As we move back to “RL-shaped things”, as Alexander puts it, we face some of those old challenges. In the AI world, Cicero is already ancient, and compared to frontier LLMs now, was – as they like to say – “toy-sized”. A lesson it does embody, though, is the undesirability in non-game contexts for strategic, game-like behaviour. In its deployment environment, Cicero’s naughtiness was of limited consequence. But I can imagine that, as AI is integrated more into “high-stakes, multi-agent contexts” (see, for example, Palantir’s LM military planning assistant (Inc., 2023)), the risks of cooperative failure grow. This is another way of saying that we don’t want generalist agents deployed in nuanced real-life contexts to “play” those contexts like a game. This would be like that megalomaniacal friend who insists on making everything a competition, except he (and it is more often a he) has the power to control drones, shut down SWIFT, and/or exfiltrate his brain (i.e., not be killed).
The trouble is that, to some extent, this is the native logic of RL models. To help the agent learn, RL training environments are constructed out of a set of rules that define what actions are possible and their consequences. There are close structural likenesses to a game. Reward signals act essentially as a scoring system, delivering “points” to the agent when it does certain things. RL systems also aim to maximise cumulative reward, which is a little like trying for a high score. It is no coincidence that many foundational RL breakthroughs came from games. These environments (as I mentioned above: chess, Go, Starcraft) provide clear reward structures, and the idea of agents trained in them being deployed in real life gives us a particularly dramatic simulation of the possible risks here.

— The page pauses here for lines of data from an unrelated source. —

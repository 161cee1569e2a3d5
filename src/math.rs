#![allow(dead_code)]

use std::ops::Add;
use rapier3d::na;
use rapier3d::prelude::Real;

// Type defs for convenience
// Makes it easier to switch the maths library

// Float specializations
pub type Vec2f = na::Vector2<f32>;
pub type Vec3f = na::Vector3<f32>;
pub type Point3f = na::Point3<f32>;
pub type Mat4f = na::Matrix4<f32>;
pub type Quatf = na::Quaternion<f32>;
pub type UnitQuatf = na::UnitQuaternion<f32>;
pub type UnitVec3f = na::UnitVector3<f32>;

// Generic
pub type Vec3<T> = na::Vector3<T>;
pub type Point3<T> = na::Point3<T>;
pub type Mat4<T> = na::Matrix4<T>;
pub type Quat<T> = na::Quaternion<T>;
pub type UnitQuat<T> = na::UnitQuaternion<T>;
pub type UnitVec3<T> = na::UnitVector3<T>;

// WTF, how else to cast?
pub fn to_point(v3: Vec3f) -> Point3<Real> {
    Point3::origin().add(v3)
}
mod schedules;

use crate::app::AppState;
use crate::components::{Camera, PhysicsBody};
use crate::events::{
    ControllerEvent, FrameTimeEvent, KeyboardEvent, TriggerEdgeEvent, WindowResizeEvent,
};
use crate::frame_time::FrameTime;
use crate::input::{Controllers, Hand};
use crate::physics_world::PhysicsWorld;
use bevy_ecs::prelude::*;
use winit::event::VirtualKeyCode;

pub use schedules::{
    new_camera_update_schedule, new_preupdate_schedule, new_spawn_scene_schedule,
    new_update_schedule, CameraUpdateLabel, PreupdateLabel, SpawnLabel, UpdateLabel,
};

pub fn escape_on_exit(mut app: ResMut<AppState>, mut keyboard_events: EventReader<KeyboardEvent>) {
    if keyboard_events
        .iter()
        .any(|e| e.code == VirtualKeyCode::Escape && e.pressed)
    {
        app.running = false;
    }
}

pub fn resize_camera(
    mut cameras: Query<&mut Camera>,
    mut events: EventReader<WindowResizeEvent>,
) {
    if let Some(e) = events.iter().last() {
        for mut camera in cameras.iter_mut() {
            camera.resize(e.new_size.width, e.new_size.height);
        }
    }
}

pub fn update_frame_time(
    app: Res<AppState>,
    mut frame_time: ResMut<FrameTime>,
    mut events: EventReader<FrameTimeEvent>,
) {
    if app.frametime_manual {
        if let Some(e) = events.iter().last() {
            frame_time.set(e.duration);
        }
    } else {
        frame_time.update();
    }
}

pub fn update_physics(mut physics: ResMut<PhysicsWorld>, frame_time: Res<FrameTime>) {
    physics.update(frame_time.delta);
}

// Connection events land in the slot their tag's handedness suffix names.
pub fn route_controller_events(
    mut controllers: ResMut<Controllers>,
    mut events: EventReader<ControllerEvent>,
) {
    for event in events.iter() {
        match event {
            ControllerEvent::Connected { tag } => controllers.connect(tag),
            ControllerEvent::Disconnected { tag } => controllers.disconnect(tag),
        }
    }
}

// Forward movement listens to the right-hand trigger only, and only to
// actual level changes.
pub fn emit_trigger_edges(
    mut controllers: ResMut<Controllers>,
    mut edges: EventWriter<TriggerEdgeEvent>,
) {
    if let Some(trigger) = controllers.trigger(Hand::Right) {
        if trigger.changed {
            edges.send(TriggerEdgeEvent {
                pressed: trigger.pressed,
            });
        }
    }
    controllers.clear_edges();
}

// Keeps the collider -> entity map current so pick rays resolve.
pub fn register_body_entities(
    mut physics: ResMut<PhysicsWorld>,
    bodies: Query<(Entity, &PhysicsBody), Added<PhysicsBody>>,
) {
    for (entity, body) in bodies.iter() {
        physics.register_entity(body.collider_handle(), entity);
    }
}
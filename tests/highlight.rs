use bevy_ecs::event::Events;
use bevy_ecs::prelude::*;

use showcase_xr::components::{Outline, SceneMesh, Selectable, Transform};
use showcase_xr::config::Settings;
use showcase_xr::events::PointerEvent;
use showcase_xr::highlight::Highlights;
use showcase_xr::math::Vec3f;

fn setup(settings: Settings) -> (World, Schedule) {
    let mut world = World::default();
    world.insert_resource(settings);
    world.insert_resource(Highlights::default());
    world.init_resource::<Events<PointerEvent>>();

    let mut schedule = Schedule::default();
    schedule.add_systems(Highlights::process_picks);
    (world, schedule)
}

fn spawn_prop(world: &mut World, name: &str, selectable: bool) -> Entity {
    let mut entity = world.spawn((
        SceneMesh {
            name: String::from(name),
            half_extents: Vec3f::from_element(1.0),
        },
        Transform::default(),
    ));
    if selectable {
        entity.insert(Selectable);
    }
    entity.id()
}

fn pick(world: &mut World, entity: Entity) {
    world.send_event(PointerEvent::Down {
        picked: Some(entity),
    });
}

#[test]
fn pick_toggles_outline_on_and_off() {
    let (mut world, mut schedule) = setup(Settings::default());
    let prop = spawn_prop(&mut world, "CowBoy01", true);

    pick(&mut world, prop);
    schedule.run(&mut world);
    assert!(world.get::<Outline>(prop).is_some());
    assert_eq!(world.resource::<Highlights>().len(), 1);

    // Picking the same prop again returns to the empty set.
    pick(&mut world, prop);
    schedule.run(&mut world);
    assert!(world.get::<Outline>(prop).is_none());
    assert!(world.resource::<Highlights>().is_empty());
}

#[test]
fn exclusive_policy_keeps_at_most_one_highlight() {
    let (mut world, mut schedule) = setup(Settings::default());
    let a = spawn_prop(&mut world, "CowBoy01", true);
    let b = spawn_prop(&mut world, "CowBoy02", true);

    pick(&mut world, a);
    schedule.run(&mut world);
    pick(&mut world, b);
    schedule.run(&mut world);

    assert!(world.get::<Outline>(a).is_none());
    assert!(world.get::<Outline>(b).is_some());
    assert_eq!(world.resource::<Highlights>().len(), 1);
}

#[test]
fn non_exclusive_policy_accumulates() {
    let settings = Settings {
        exclusive_highlight: false,
        ..Settings::default()
    };
    let (mut world, mut schedule) = setup(settings);
    let a = spawn_prop(&mut world, "CowBoy01", true);
    let b = spawn_prop(&mut world, "CowBoy02", true);

    pick(&mut world, a);
    pick(&mut world, b);
    schedule.run(&mut world);

    assert!(world.get::<Outline>(a).is_some());
    assert!(world.get::<Outline>(b).is_some());
    assert_eq!(world.resource::<Highlights>().len(), 2);
}

#[test]
fn non_selectable_hits_and_misses_are_ignored() {
    let (mut world, mut schedule) = setup(Settings::default());
    let crate_prop = spawn_prop(&mut world, "Crate01", false);

    pick(&mut world, crate_prop);
    world.send_event(PointerEvent::Down { picked: None });
    world.send_event(PointerEvent::Up);
    schedule.run(&mut world);

    assert!(world.get::<Outline>(crate_prop).is_none());
    assert!(world.resource::<Highlights>().is_empty());
}

#[test]
fn outline_carries_configured_color_without_inner_glow() {
    let (mut world, mut schedule) = setup(Settings::default());
    let prop = spawn_prop(&mut world, "CowBoy01", true);

    pick(&mut world, prop);
    schedule.run(&mut world);

    let outline = world.get::<Outline>(prop).unwrap();
    assert_eq!(outline.color, Vec3f::new(0.0, 1.0, 0.0));
    assert!(!outline.inner_glow);
}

I don’t want to extend the analogy too far, mainly because non-agentic generalists like Claude (trained partly on RLHF), by contrast with Cicero, don’t operate in technically winnable settings. The “game” Claude “plays” is more like Doodle Jump, or Skyrim without the main quest. But what the parallels do draw out is a pretty hard nut at the centre of alignment efforts: that the decision-making of RL models is reward-oriented, and therefore highly means-end. If there are ways to maximise reward and improve success by cheating and doing bad stuff, a model shaped around this logic is more likely to do so. This is especially a problem if subtle, cheesed deceptions pass through training unnoticed.
What Cicero shows us (and to a lesser extent the alignment-faking of Claude) is that the problem with deception in AI isn’t only that it happens, but that often we frame it in ways that obscure what is really going on. Meta’s “honesty conditioning” masked backstabs as “changes of mind”, while critics sometimes collapsed genuine flexibility into dishonesty. Both responses misdiagnose the risks. The deeper lesson is that deception is not monolithic: its dangers scale with context, with the environment that rewards it, and with how researchers themselves describe it. It is this latter point that I have tried to emphasise here most. If we want to avoid worst-case scenarios, we have to break the taboo – naming deception clearly, distinguishing its forms (beyond just “hallucination” and “alignment faking”), and being candid about when it is merely banal and when it is existential.